> _INSTRUCTIONS FOR THE TASK_:
Reproduce precisely the lines of the listing below, starting with the line that contains "entries are picked" and stopping after the line that contains "to the ledger."; include nothing else.
———
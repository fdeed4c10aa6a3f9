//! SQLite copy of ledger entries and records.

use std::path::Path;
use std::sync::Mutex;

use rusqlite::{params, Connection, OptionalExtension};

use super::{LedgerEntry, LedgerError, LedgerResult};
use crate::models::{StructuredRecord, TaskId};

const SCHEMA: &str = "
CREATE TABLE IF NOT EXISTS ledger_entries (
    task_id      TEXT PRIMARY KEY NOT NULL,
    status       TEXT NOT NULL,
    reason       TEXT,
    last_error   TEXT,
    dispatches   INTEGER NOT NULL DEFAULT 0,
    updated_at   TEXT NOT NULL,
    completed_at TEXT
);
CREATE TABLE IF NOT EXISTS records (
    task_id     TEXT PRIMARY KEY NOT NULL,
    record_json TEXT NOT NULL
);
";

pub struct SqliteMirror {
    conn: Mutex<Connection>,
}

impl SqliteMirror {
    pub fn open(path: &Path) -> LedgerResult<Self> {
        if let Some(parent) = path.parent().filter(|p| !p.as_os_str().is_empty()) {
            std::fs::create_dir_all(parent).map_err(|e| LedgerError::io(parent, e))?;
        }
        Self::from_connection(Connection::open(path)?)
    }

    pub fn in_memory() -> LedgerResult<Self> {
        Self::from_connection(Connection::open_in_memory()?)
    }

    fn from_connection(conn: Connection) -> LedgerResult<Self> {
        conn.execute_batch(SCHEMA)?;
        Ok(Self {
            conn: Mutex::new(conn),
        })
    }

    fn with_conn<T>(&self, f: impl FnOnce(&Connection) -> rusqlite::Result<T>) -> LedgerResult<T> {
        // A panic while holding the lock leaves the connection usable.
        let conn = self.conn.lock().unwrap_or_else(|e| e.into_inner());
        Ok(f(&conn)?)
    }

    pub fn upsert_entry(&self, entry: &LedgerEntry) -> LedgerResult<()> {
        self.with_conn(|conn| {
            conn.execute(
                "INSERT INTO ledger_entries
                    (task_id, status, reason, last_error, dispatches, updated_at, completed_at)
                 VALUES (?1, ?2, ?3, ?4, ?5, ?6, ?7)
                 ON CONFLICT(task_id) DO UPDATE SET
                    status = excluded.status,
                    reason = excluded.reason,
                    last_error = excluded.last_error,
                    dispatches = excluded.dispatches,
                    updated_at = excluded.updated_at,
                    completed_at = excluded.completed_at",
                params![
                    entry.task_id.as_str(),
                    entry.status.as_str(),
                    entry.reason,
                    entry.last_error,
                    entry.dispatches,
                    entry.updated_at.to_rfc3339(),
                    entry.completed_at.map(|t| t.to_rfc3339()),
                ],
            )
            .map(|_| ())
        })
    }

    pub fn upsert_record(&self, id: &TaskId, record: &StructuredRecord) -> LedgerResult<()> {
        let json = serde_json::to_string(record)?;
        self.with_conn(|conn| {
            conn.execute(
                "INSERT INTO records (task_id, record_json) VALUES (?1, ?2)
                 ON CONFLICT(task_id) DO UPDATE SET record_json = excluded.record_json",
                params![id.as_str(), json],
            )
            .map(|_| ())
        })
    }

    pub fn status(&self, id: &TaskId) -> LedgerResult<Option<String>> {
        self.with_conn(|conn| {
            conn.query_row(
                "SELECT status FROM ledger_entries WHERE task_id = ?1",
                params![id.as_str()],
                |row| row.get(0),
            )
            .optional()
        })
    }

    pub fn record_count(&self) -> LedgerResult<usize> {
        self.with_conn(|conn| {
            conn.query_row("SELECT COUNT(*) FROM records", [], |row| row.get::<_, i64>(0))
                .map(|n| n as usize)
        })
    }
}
———
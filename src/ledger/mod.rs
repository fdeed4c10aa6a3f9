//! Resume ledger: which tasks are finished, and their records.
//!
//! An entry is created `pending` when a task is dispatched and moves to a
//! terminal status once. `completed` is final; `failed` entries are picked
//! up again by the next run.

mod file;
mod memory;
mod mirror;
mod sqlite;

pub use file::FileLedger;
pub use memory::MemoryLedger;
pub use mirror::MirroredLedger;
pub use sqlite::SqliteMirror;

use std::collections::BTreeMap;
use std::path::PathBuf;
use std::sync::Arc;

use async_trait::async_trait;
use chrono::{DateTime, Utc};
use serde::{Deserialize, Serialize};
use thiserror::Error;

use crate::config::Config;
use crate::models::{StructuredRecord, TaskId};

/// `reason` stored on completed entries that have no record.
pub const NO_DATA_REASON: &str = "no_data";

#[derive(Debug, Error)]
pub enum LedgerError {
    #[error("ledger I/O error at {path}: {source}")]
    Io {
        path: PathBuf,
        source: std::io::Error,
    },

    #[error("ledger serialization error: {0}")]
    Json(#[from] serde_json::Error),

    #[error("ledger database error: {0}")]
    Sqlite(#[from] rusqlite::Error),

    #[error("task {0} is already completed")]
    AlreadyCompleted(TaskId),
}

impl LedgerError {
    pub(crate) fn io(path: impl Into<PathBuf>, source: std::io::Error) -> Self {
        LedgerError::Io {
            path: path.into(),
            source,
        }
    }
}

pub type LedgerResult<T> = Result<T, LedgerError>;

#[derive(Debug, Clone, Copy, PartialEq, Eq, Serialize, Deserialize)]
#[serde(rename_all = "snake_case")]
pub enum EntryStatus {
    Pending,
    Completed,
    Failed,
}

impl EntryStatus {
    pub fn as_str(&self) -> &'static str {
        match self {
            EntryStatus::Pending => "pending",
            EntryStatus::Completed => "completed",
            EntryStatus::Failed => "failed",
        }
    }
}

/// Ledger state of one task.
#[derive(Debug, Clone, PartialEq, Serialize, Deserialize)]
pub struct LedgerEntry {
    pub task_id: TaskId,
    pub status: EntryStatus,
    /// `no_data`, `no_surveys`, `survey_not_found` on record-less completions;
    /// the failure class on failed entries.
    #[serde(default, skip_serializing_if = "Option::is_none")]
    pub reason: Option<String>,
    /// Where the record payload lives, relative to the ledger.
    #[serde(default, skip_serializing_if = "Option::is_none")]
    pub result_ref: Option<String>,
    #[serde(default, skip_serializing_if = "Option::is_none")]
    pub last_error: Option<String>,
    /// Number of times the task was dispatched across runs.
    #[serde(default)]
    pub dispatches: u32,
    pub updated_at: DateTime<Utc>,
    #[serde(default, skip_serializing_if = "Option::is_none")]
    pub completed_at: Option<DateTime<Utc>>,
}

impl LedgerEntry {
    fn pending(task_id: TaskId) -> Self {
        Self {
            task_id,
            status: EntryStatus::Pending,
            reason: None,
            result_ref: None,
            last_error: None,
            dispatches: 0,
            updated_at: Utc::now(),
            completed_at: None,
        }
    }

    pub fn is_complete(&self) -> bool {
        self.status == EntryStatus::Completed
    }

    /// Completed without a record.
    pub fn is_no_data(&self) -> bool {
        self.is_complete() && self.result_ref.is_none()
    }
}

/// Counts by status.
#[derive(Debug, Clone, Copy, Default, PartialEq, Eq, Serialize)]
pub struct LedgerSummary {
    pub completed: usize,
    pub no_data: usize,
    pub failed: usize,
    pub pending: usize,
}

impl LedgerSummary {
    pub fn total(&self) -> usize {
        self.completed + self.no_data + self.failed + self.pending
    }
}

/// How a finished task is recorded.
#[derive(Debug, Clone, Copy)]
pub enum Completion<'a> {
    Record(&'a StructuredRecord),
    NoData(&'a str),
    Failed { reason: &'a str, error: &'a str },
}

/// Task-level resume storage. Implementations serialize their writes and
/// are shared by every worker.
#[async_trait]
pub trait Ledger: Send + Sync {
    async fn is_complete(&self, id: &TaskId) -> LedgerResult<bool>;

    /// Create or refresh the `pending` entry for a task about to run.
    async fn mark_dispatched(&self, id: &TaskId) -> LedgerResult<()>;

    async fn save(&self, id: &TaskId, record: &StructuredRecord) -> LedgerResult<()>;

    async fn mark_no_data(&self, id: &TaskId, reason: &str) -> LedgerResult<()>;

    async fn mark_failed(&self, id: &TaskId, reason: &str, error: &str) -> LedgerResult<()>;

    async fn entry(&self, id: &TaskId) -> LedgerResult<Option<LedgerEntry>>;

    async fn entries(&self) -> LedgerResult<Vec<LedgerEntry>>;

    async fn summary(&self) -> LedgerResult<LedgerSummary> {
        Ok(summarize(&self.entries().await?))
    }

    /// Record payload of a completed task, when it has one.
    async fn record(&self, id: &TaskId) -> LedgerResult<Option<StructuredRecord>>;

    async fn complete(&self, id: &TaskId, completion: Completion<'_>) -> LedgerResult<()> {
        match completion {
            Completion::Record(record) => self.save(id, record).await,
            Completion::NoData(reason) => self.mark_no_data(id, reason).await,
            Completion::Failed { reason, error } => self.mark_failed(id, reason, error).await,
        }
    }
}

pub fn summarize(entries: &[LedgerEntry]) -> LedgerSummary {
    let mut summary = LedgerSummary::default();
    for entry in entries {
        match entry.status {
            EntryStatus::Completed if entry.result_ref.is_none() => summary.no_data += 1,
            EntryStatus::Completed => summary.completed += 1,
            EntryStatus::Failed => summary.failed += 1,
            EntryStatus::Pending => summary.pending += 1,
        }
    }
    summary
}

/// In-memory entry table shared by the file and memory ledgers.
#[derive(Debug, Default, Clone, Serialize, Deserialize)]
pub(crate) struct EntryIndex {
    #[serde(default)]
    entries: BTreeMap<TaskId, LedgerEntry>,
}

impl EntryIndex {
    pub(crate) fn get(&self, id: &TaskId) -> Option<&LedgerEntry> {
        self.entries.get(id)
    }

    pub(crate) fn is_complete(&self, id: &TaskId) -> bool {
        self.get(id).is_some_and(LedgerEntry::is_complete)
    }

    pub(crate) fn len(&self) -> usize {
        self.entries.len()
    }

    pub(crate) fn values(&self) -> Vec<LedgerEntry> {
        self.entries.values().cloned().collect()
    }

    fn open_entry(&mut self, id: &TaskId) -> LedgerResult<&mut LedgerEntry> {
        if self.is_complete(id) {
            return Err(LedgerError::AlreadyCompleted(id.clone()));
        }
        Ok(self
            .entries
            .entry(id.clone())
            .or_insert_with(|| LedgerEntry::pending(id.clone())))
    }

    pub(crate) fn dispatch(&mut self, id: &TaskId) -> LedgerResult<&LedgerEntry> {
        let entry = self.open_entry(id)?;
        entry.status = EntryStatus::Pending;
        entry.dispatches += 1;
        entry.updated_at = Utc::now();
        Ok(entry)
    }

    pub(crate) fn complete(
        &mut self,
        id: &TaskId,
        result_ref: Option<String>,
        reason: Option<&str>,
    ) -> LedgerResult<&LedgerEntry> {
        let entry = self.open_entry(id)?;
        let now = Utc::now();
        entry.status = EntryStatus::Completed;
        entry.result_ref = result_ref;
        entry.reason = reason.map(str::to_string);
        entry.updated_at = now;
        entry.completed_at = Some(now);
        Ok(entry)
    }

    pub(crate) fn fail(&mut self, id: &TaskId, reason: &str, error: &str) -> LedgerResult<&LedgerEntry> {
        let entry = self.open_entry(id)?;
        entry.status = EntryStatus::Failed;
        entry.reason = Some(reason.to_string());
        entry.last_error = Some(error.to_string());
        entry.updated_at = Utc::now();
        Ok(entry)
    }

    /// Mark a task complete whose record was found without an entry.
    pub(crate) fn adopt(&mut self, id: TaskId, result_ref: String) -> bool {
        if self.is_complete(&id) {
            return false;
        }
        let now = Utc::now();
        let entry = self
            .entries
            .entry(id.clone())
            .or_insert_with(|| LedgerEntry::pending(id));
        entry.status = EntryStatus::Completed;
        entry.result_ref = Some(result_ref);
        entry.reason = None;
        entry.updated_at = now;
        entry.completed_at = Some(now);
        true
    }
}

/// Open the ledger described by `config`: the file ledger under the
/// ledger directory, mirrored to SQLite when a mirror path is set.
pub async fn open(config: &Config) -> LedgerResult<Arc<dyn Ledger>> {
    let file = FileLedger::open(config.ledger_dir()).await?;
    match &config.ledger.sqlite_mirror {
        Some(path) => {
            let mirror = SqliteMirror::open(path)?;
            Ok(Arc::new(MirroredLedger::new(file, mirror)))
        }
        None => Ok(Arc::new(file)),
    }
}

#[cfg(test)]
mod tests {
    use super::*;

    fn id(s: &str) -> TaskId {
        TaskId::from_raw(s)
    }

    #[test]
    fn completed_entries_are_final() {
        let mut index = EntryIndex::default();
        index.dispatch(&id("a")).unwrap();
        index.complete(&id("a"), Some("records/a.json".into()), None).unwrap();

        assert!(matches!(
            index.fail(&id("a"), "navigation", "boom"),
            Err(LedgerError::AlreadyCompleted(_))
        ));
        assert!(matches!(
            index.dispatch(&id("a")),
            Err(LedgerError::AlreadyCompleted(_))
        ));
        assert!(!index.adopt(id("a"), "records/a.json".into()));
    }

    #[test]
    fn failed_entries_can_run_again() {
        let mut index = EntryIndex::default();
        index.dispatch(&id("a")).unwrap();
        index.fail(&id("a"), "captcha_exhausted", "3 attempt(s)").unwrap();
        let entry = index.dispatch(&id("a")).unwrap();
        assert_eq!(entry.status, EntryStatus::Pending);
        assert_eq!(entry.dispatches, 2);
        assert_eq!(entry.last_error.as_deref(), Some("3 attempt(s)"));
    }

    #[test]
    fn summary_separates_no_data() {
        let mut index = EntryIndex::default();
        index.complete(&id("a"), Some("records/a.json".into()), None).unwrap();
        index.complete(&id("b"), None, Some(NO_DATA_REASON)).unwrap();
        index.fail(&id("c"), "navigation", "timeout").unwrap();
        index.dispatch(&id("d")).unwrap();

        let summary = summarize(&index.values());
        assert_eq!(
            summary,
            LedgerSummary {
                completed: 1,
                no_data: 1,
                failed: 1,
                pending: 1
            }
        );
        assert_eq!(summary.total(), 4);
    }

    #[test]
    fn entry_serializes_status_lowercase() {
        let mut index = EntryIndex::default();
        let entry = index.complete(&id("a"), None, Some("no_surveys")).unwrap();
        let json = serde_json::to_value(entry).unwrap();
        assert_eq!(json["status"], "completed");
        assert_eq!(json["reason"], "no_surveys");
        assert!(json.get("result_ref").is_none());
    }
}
———
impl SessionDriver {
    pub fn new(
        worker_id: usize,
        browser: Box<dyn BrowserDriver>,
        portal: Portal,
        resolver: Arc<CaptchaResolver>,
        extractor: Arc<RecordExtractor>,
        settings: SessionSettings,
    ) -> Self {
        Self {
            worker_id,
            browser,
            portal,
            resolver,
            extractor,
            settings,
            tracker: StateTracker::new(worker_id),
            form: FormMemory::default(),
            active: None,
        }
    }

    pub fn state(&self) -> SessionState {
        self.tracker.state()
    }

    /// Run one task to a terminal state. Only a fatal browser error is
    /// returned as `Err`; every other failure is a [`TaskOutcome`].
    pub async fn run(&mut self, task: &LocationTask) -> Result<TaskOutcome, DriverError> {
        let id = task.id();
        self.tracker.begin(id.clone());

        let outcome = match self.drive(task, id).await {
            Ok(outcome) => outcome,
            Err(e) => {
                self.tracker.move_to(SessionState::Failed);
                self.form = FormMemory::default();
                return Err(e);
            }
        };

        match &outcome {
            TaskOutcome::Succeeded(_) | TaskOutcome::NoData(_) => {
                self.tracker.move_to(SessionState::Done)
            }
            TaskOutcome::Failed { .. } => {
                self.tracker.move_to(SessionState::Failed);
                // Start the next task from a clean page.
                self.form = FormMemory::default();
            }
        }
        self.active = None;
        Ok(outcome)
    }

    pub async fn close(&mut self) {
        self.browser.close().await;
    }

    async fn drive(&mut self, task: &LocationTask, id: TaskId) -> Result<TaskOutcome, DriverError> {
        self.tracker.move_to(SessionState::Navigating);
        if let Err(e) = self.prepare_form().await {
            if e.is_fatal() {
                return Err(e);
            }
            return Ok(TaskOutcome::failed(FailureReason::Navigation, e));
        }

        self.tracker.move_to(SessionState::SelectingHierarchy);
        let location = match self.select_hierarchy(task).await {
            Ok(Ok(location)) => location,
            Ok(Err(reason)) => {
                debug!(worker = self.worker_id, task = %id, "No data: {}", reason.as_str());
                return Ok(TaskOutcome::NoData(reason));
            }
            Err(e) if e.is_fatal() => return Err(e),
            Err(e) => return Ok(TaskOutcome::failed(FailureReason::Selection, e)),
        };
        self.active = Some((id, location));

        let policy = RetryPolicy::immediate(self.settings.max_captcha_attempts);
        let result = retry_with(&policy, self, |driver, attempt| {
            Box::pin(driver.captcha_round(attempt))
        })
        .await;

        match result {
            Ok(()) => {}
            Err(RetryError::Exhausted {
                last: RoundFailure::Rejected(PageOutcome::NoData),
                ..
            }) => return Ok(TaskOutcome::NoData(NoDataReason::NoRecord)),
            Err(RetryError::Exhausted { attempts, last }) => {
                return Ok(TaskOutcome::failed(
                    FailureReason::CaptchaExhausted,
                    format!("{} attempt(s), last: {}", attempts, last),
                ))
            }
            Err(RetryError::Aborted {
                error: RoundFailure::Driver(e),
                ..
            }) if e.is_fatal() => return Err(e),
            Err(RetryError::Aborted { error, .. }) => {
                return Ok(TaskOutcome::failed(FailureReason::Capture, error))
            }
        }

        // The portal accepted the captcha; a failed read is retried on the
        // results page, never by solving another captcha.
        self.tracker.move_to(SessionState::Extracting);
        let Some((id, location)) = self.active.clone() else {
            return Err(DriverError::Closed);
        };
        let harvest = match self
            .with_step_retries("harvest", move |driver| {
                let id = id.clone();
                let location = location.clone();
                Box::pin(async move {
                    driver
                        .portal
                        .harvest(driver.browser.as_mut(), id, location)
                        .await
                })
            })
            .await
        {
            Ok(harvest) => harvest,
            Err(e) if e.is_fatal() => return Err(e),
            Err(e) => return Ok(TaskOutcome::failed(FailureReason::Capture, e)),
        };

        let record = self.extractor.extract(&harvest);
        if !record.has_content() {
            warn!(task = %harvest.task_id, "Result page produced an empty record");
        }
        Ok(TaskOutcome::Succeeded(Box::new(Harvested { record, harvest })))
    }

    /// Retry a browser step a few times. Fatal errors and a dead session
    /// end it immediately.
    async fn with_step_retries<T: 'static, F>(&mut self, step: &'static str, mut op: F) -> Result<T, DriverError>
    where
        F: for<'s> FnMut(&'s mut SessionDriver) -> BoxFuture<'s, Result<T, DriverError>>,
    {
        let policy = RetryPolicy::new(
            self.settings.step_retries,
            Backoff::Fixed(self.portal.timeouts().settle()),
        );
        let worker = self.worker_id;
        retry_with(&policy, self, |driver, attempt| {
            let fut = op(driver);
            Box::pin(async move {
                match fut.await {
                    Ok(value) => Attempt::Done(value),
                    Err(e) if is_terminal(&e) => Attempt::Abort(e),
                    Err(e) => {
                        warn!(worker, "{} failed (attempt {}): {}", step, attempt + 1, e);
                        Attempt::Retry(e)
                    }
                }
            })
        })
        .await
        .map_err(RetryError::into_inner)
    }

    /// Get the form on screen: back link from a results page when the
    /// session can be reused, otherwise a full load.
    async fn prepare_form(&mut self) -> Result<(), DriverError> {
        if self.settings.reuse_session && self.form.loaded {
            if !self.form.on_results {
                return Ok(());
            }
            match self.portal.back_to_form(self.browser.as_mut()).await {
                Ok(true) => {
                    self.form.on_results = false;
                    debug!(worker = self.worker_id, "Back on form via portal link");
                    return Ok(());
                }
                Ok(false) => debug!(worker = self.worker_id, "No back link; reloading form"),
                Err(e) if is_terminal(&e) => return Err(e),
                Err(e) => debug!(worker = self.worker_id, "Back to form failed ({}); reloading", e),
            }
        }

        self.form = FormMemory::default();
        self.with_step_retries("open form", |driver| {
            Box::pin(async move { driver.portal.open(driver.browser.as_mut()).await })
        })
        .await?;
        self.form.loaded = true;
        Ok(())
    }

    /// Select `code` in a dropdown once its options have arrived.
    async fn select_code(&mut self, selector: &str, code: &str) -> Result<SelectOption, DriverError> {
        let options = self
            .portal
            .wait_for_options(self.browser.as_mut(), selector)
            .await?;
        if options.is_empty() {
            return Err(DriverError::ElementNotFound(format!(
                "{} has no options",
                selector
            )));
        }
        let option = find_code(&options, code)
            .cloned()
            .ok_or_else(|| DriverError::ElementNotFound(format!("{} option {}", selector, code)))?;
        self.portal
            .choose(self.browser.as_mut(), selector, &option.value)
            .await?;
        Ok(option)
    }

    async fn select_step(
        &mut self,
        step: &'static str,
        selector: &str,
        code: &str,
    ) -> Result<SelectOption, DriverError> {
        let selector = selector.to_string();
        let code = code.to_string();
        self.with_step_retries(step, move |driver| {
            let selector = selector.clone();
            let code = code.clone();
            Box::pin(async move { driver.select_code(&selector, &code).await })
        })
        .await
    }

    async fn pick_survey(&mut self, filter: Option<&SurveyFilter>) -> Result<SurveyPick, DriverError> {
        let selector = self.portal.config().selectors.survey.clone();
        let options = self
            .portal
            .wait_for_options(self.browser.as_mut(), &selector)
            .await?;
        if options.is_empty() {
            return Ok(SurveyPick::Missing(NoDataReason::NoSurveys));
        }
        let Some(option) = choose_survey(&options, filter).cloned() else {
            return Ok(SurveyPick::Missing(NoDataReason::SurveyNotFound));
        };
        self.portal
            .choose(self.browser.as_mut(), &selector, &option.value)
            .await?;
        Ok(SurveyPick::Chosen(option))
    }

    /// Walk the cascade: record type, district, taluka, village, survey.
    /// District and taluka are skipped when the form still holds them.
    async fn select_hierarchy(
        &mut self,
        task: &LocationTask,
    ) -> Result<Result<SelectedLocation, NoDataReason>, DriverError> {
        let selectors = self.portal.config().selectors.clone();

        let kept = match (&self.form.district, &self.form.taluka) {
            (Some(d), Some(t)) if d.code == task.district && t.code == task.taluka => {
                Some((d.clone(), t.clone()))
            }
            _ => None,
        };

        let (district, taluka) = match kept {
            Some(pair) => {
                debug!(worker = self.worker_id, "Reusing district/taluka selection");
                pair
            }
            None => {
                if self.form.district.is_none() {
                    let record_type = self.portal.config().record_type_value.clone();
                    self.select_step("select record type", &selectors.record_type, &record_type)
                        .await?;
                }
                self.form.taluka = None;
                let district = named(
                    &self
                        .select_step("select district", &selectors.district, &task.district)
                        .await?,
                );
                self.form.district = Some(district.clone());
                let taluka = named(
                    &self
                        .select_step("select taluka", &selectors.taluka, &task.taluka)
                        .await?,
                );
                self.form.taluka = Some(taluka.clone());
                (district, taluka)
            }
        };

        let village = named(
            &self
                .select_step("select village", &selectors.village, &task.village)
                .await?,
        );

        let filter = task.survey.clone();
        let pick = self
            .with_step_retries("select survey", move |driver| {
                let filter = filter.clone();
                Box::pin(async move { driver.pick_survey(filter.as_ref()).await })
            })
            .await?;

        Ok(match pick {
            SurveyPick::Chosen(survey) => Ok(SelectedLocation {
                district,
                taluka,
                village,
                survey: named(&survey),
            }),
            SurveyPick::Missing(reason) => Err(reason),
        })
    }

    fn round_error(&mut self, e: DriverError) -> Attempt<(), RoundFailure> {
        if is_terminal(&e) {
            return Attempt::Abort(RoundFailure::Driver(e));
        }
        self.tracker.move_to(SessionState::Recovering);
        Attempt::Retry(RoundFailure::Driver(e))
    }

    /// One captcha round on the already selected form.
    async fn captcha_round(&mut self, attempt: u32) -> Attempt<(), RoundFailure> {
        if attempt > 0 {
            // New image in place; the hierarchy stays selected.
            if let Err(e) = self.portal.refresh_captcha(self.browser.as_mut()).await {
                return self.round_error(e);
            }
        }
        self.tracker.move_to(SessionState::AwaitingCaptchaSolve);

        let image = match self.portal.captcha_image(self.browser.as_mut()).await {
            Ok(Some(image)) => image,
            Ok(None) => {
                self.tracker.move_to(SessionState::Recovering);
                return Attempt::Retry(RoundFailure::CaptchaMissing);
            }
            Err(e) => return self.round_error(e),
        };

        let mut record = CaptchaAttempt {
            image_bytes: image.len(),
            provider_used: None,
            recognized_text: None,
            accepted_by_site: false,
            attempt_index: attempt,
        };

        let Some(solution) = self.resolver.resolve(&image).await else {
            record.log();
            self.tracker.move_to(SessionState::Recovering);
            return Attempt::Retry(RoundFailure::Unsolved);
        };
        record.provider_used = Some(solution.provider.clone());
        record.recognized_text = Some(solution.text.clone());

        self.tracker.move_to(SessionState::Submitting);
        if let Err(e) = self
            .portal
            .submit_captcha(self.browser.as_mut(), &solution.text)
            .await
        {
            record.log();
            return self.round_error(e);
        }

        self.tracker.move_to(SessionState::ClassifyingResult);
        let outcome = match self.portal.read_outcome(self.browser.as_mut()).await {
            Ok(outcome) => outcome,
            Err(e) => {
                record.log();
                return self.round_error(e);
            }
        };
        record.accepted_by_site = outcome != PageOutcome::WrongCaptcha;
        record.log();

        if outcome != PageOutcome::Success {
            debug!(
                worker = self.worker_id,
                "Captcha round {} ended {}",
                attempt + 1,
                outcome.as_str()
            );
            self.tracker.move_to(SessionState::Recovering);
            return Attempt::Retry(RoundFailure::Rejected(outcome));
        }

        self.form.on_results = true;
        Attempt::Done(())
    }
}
———
> _EXERCISE RESULT_:
//! terminal status once. `completed` is final; `failed` entries are picked
//! up again by the next run.

mod file;
mod memory;
mod mirror;
mod sqlite;

pub use file::FileLedger;
pub use memory::MemoryLedger;
pub use mirror::MirroredLedger;
pub use sqlite::SqliteMirror;

use std::collections::BTreeMap;
use std::path::PathBuf;
use std::sync::Arc;

use async_trait::async_trait;
use chrono::{DateTime, Utc};
use serde::{Deserialize, Serialize};
use thiserror::Error;

use crate::config::Config;
use crate::models::{StructuredRecord, TaskId};

/// `reason` stored on completed entries that have no record.
pub const NO_DATA_REASON: &str = "no_data";

#[derive(Debug, Error)]
pub enum LedgerError {
    #[error("ledger I/O error at {path}: {source}")]
    Io {
        path: PathBuf,
        source: std::io::Error,
    },

    #[error("ledger serialization error: {0}")]
    Json(#[from] serde_json::Error),

    #[error("ledger database error: {0}")]
    Sqlite(#[from] rusqlite::Error),

    #[error("task {0} is already completed")]
    AlreadyCompleted(TaskId),
}

impl LedgerError {
    pub(crate) fn io(path: impl Into<PathBuf>, source: std::io::Error) -> Self {
        LedgerError::Io {
            path: path.into(),
            source,
        }
    }
}

pub type LedgerResult<T> = Result<T, LedgerError>;

#[derive(Debug, Clone, Copy, PartialEq, Eq, Serialize, Deserialize)]
#[serde(rename_all = "snake_case")]
pub enum EntryStatus {
    Pending,
    Completed,
    Failed,
}

impl EntryStatus {
    pub fn as_str(&self) -> &'static str {
        match self {
            EntryStatus::Pending => "pending",
            EntryStatus::Completed => "completed",
            EntryStatus::Failed => "failed",
        }
    }
}

/// Ledger state of one task.
#[derive(Debug, Clone, PartialEq, Serialize, Deserialize)]
pub struct LedgerEntry {
    pub task_id: TaskId,
    pub status: EntryStatus,
    /// `no_data`, `no_surveys`, `survey_not_found` on record-less completions;
    /// the failure class on failed entries.
    #[serde(default, skip_serializing_if = "Option::is_none")]
    pub reason: Option<String>,
    /// Where the record payload lives, relative to the ledger.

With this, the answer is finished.